CLARKWATCH: Follow news and updates regarding sanctions on Mayor Clark.

Last hurdle cleared for ex-Salvadoran official’s extradition

Nov 15, 2017 | 3:30 PM

The U.S. Supreme Court cleared the way Wednesday for a former high-ranking Salvadoran official to face charges in Spain that he helped plot the killings of Jesuit priests during his country’s civil war.

The high court announced that it denied a request by Inocente Orlando Montano Morales to halt his extradition, offering no other details. Spain wants to try Montano, a former colonel in El Salvador’s armed forces, in the 1989 killings of the six priests, five of whom were Spanish. His transfer could occur at any time.

The State Department, which has final say over extraditions, signed a warrant in October allowing authorities to send Montano to Spain if the Supreme Court didn’t step in, according to Montano’s lawyer. Defence attorney Jay Todd told the court last month that “if a stay is denied, the government can extradite Mr. Montano at any time.”

Todd didn’t immediately respond to an email seeking comment Wednesday. Montano has denied involvement in the killings.

Last week, the Trump administration’s top Supreme Court lawyer, U.S. Solicitor General Noel Francisco, argued the extradition would promote good relations with an important ally against terrorism. Francisco’s filing with the Supreme Court said lower courts have thoroughly considered and rejected Montano’s arguments against extradition, including questions about evidence and objections to how Spanish “terrorist murder” charges against him were weighed by U.S. courts.

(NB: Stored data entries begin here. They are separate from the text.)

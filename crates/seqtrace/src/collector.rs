//! Trace collector: captures signals from one emitter for one session.
//!
//! A collector moves through `Created -> Active -> Inactive` exactly once.
//! Only an active collector records signals; a finished collector cannot be
//! reactivated, so each session owns a fresh buffer.

use std::sync::Arc;
use std::time::Duration;

use parking_lot::Mutex;
use seqtrace_signal::{
    CodeUnitId, ListenerError, ListenerId, SequencePoint, SignalEmitter, SignalListener,
};
use tracing::{debug, warn};

use crate::config::CollectorConfig;
use crate::error::{Result, TraceError};
use crate::metrics;
use crate::record::{SessionClock, TraceBuffer, TraceRecord};

/// Lifecycle state of a [`TraceCollector`].
#[derive(Clone, Copy, Debug, PartialEq, Eq)]
pub enum CollectorState {
    /// Constructed, not yet subscribed.
    Created,
    /// Subscribed and recording.
    Active,
    /// Unsubscribed; the buffer is final.
    Inactive,
}

/// Capture state shared between the collector and the emitter.
struct Capture {
    recording: bool,
    clock: SessionClock,
    records: Vec<TraceRecord>,
    max_records: Option<usize>,
    dropped: u64,
}

/// The listener half of a collector, attached to the emitter while active.
struct CaptureSink {
    capture: Mutex<Capture>,
}

impl CaptureSink {
    fn new(config: &CollectorConfig) -> Self {
        Self {
            capture: Mutex::new(Capture {
                recording: false,
                clock: SessionClock::start(),
                records: Vec::with_capacity(config.initial_capacity()),
                max_records: config.max_records,
                dropped: 0,
            }),
        }
    }

    /// Append one record. The timestamp is taken under the lock so that the
    /// buffer stays ordered when several threads emit.
    fn capture(&self, unit: CodeUnitId, point: SequencePoint) {
        let mut capture = self.capture.lock();
        if !capture.recording {
            return;
        }
        if capture
            .max_records
            .is_some_and(|max| capture.records.len() >= max)
        {
            capture.dropped += 1;
            let first_drop = capture.dropped == 1;
            let kept = capture.records.len();
            drop(capture);
            if first_drop {
                warn!(kept, "trace buffer full, dropping further signals");
            }
            return;
        }
        let timestamp = capture.clock.now();
        capture
            .records
            .push(TraceRecord::new(timestamp, unit, point));
    }

    fn begin(&self) {
        let mut capture = self.capture.lock();
        capture.clock = SessionClock::start();
        capture.recording = true;
    }

    /// Stop recording. Returns `(records, dropped, elapsed)` for reporting.
    fn seal(&self) -> (usize, u64, Duration) {
        let mut capture = self.capture.lock();
        capture.recording = false;
        (capture.records.len(), capture.dropped, capture.clock.elapsed())
    }
}

impl SignalListener for CaptureSink {
    fn on_signal(
        &self,
        unit: CodeUnitId,
        point: SequencePoint,
    ) -> std::result::Result<(), ListenerError> {
        self.capture(unit, point);
        Ok(())
    }
}

/// Captures every signal delivered while active into an owned [`TraceBuffer`].
///
/// Dropping a collector deactivates it, so a subscription can never outlive
/// its collector.
pub struct TraceCollector<'e> {
    emitter: &'e SignalEmitter,
    config: CollectorConfig,
    sink: Arc<CaptureSink>,
    state: CollectorState,
    listener: Option<ListenerId>,
    elapsed: Option<Duration>,
}

impl<'e> TraceCollector<'e> {
    /// Create a collector with the default configuration.
    #[must_use]
    pub fn new(emitter: &'e SignalEmitter) -> Self {
        Self::build(emitter, CollectorConfig::default())
    }

    /// Create a collector with a custom configuration.
    ///
    /// # Errors
    ///
    /// Returns [`TraceError::InvalidConfig`] if the config fails validation.
    pub fn with_config(emitter: &'e SignalEmitter, config: CollectorConfig) -> Result<Self> {
        config.validate()?;
        Ok(Self::build(emitter, config))
    }

    fn build(emitter: &'e SignalEmitter, config: CollectorConfig) -> Self {
        let sink = Arc::new(CaptureSink::new(&config));
        Self {
            emitter,
            config,
            sink,
            state: CollectorState::Created,
            listener: None,
            elapsed: None,
        }
    }

    /// Subscribe to the emitter and start recording.
    ///
    /// Pair with [`TraceCollector::deactivate`] on every exit path, or use
    /// [`TraceCollector::start`] to get a guard that does it for you.
    ///
    /// # Errors
    ///
    /// Returns [`TraceError::AlreadyActive`] if already recording and
    /// [`TraceError::SessionEnded`] once the collector has been deactivated.
    pub fn activate(&mut self) -> Result<()> {
        match self.state {
            CollectorState::Created => {}
            CollectorState::Active => return Err(TraceError::AlreadyActive),
            CollectorState::Inactive => return Err(TraceError::SessionEnded),
        }
        self.sink.begin();
        let sink: Arc<dyn SignalListener> = self.sink.clone();
        let id = self.emitter.attach(sink);
        self.listener = Some(id);
        self.state = CollectorState::Active;
        debug!(
            listener = id.get(),
            capacity = self.config.initial_capacity(),
            max_records = ?self.config.max_records,
            "trace collector activated"
        );
        Ok(())
    }

    /// Activate and return a guard that deactivates when dropped.
    ///
    /// # Errors
    ///
    /// Same as [`TraceCollector::activate`].
    pub fn start(&mut self) -> Result<ActiveSession<'_, 'e>> {
        self.activate()?;
        Ok(ActiveSession { collector: self })
    }

    /// Stop recording and unsubscribe.
    ///
    /// Safe to call in any state. Returns `true` only when this call released
    /// a live subscription.
    pub fn deactivate(&mut self) -> bool {
        let previous = std::mem::replace(&mut self.state, CollectorState::Inactive);
        if previous != CollectorState::Active {
            return false;
        }

        // Seal before detaching: a signal already in flight to the sink must
        // not land after deactivation returns.
        let (records, dropped, elapsed) = self.sink.seal();
        if let Some(id) = self.listener.take() {
            self.emitter.detach(id);
        }
        self.elapsed = Some(elapsed);

        metrics::record_session(records, dropped, elapsed);
        debug!(records, dropped, ?elapsed, "trace collector deactivated");
        true
    }

    #[must_use]
    pub const fn state(&self) -> CollectorState {
        self.state
    }

    #[must_use]
    pub const fn is_active(&self) -> bool {
        matches!(self.state, CollectorState::Active)
    }

    #[must_use]
    pub const fn config(&self) -> &CollectorConfig {
        &self.config
    }

    /// Duration of the recording window, once deactivated.
    #[must_use]
    pub const fn elapsed(&self) -> Option<Duration> {
        self.elapsed
    }

    /// Records captured so far.
    #[must_use]
    pub fn len(&self) -> usize {
        self.sink.capture.lock().records.len()
    }

    #[must_use]
    pub fn is_empty(&self) -> bool {
        self.len() == 0
    }

    /// Copy of the records captured so far. While active this is a partial view.
    #[must_use]
    pub fn snapshot(&self) -> Vec<TraceRecord> {
        self.sink.capture.lock().records.clone()
    }

    /// Hand the buffer over, consuming the collector.
    ///
    /// Deactivates first if still active, in which case the buffer holds what
    /// was captured up to this call.
    #[must_use]
    pub fn drain(mut self) -> TraceBuffer {
        self.deactivate();
        let mut capture = self.sink.capture.lock();
        let records = std::mem::take(&mut capture.records);
        TraceBuffer::new(records, capture.dropped)
    }
}

impl Drop for TraceCollector<'_> {
    fn drop(&mut self) {
        self.deactivate();
    }
}

impl std::fmt::Debug for TraceCollector<'_> {
    fn fmt(&self, f: &mut std::fmt::Formatter<'_>) -> std::fmt::Result {
        f.debug_struct("TraceCollector")
            .field("state", &self.state)
            .field("listener", &self.listener)
            .field("records", &self.len())
            .field("config", &self.config)
            .finish_non_exhaustive()
    }
}

/// Scoped activation of a [`TraceCollector`].
///
/// The collector is deactivated when this guard is dropped, including during
/// unwinding.
pub struct ActiveSession<'c, 'e> {
    collector: &'c mut TraceCollector<'e>,
}

impl ActiveSession<'_, '_> {
    /// Records captured so far in this session.
    #[must_use]
    pub fn len(&self) -> usize {
        self.collector.len()
    }

    #[must_use]
    pub fn is_empty(&self) -> bool {
        self.collector.is_empty()
    }

    /// Partial copy of the records captured so far.
    #[must_use]
    pub fn snapshot(&self) -> Vec<TraceRecord> {
        self.collector.snapshot()
    }

    /// End the session now rather than at end of scope.
    pub fn finish(self) {}
}

impl Drop for ActiveSession<'_, '_> {
    fn drop(&mut self) {
        self.collector.deactivate();
    }
}

impl std::fmt::Debug for ActiveSession<'_, '_> {
    fn fmt(&self, f: &mut std::fmt::Formatter<'_>) -> std::fmt::Result {
        f.debug_struct("ActiveSession")
            .field("collector", &self.collector)
            .finish()
    }
}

Court documents say Montano was among an inner circle of military officers accused of plotting to kill the priests, who were helping broker peace talks. The killings sparked international outrage.

A federal magistrate judge in North Carolina ruled in 2016 that evidence presented by U.S. prosecutors showed Montano took part in the plot. Another federal judge subsequently agreed with the extradition, and a federal appeals court refused to block it.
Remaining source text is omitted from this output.